[YOUR GOAL]
Output every record below exactly as it appears.

[DATA EXTRACT]

use std::process::Stdio;

use tokio::process::Command;
use tracing::debug;

/// Captured result of one cluster CLI invocation.
#[derive(Debug, Clone, PartialEq, Eq)]
pub struct CommandOutput {
    pub success: bool,
    pub code: Option<i32>,
    pub stdout: String,
    pub stderr: String,
}

impl CommandOutput {
    /// A short failure reason: trimmed stderr, or the exit code when stderr is empty.
    pub fn failure_reason(&self) -> String {
        let stderr = self.stderr.trim();
        if !stderr.is_empty() {
            return stderr.to_string();
        }
        match self.code {
            Some(code) => format!("exited with status {code}"),
            None => "terminated by signal".to_string(),
        }
    }
}

/// Runs the cluster CLI (`oc` or `kubectl`) as a child process.
///
/// Each call owns its child; dropping the future (timeout, cancellation)
/// kills the process.
#[derive(Debug, Clone)]
pub struct CliCommand {
    program: String,
}

impl CliCommand {
    pub fn new(program: impl Into<String>) -> Self {
        Self {
            program: program.into(),
        }
    }

    pub fn program(&self) -> &str {
        &self.program
    }

    /// Run with `args` and capture output. Only spawn/IO failures are `Err`;
    /// a non-zero exit is reported through `CommandOutput::success`.
    pub async fn run(&self, args: &[&str]) -> std::io::Result<CommandOutput> {
        debug!(program = %self.program, ?args, "running cluster command");
        let output = Command::new(&self.program)
            .args(args)
            .stdin(Stdio::null())
            .stdout(Stdio::piped())
            .stderr(Stdio::piped())
            .kill_on_drop(true)
            .output()
            .await?;

        Ok(CommandOutput {
            success: output.status.success(),
            code: output.status.code(),
            stdout: String::from_utf8_lossy(&output.stdout).into_owned(),
            stderr: String::from_utf8_lossy(&output.stderr).into_owned(),
        })
    }
}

[TASK RESULT]
use std::process::Stdio;

use tokio::process::Command;
use tracing::debug;

/// Captured result of one cluster CLI invocation.
#[derive(Debug, Clone, PartialEq, Eq)]
pub struct CommandOutput {
    pub success: bool,
    pub code: Option<i32>,
    pub stdout: String,
    pub stderr: String,
}

impl CommandOutput {
    /// A short failure reason: trimmed stderr, or the exit code when stderr is empty.
    pub fn failure_reason(&self) -> String {
        let stderr = self.stderr.trim();
        if !stderr.is_empty() {
            return stderr.to_string();
        }
        match self.code {
            Some(code) => format!("exited with status {code}"),
            None => "terminated by signal".to_string(),
        }
    }
}

/// Runs the cluster CLI (`oc` or `kubectl`) as a child process.
///
/// Each call owns its child; dropping the future (timeout, cancellation)
/// kills the process.
#[derive(Debug, Clone)]
pub struct CliCommand {
    program: String,
}

impl CliCommand {
    pub fn new(program: impl Into<String>) -> Self {
        Self {
            program: program.into(),
        }
    }

    pub fn program(&self) -> &str {
        &self.program
    }

    /// Run with `args` and capture output. Only spawn/IO failures are `Err`;
    /// a non-zero exit is reported through `CommandOutput::success`.
    pub async fn run(&self, args: &[&str]) -> std::io::Result<CommandOutput> {
        debug!(program = %self.program, ?args, "running cluster command");
        let output = Command::new(&self.program)
            .args(args)
            .stdin(Stdio::null())
            .stdout(Stdio::piped())
            .stderr(Stdio::piped())
            .kill_on_drop(true)
            .output()
            .await?;

        Ok(CommandOutput {
            success: output.status.success(),
            code: output.status.code(),
            stdout: String::from_utf8_lossy(&output.stdout).into_owned(),
            stderr: String::from_utf8_lossy(&output.stderr).into_owned(),
        })
    }
}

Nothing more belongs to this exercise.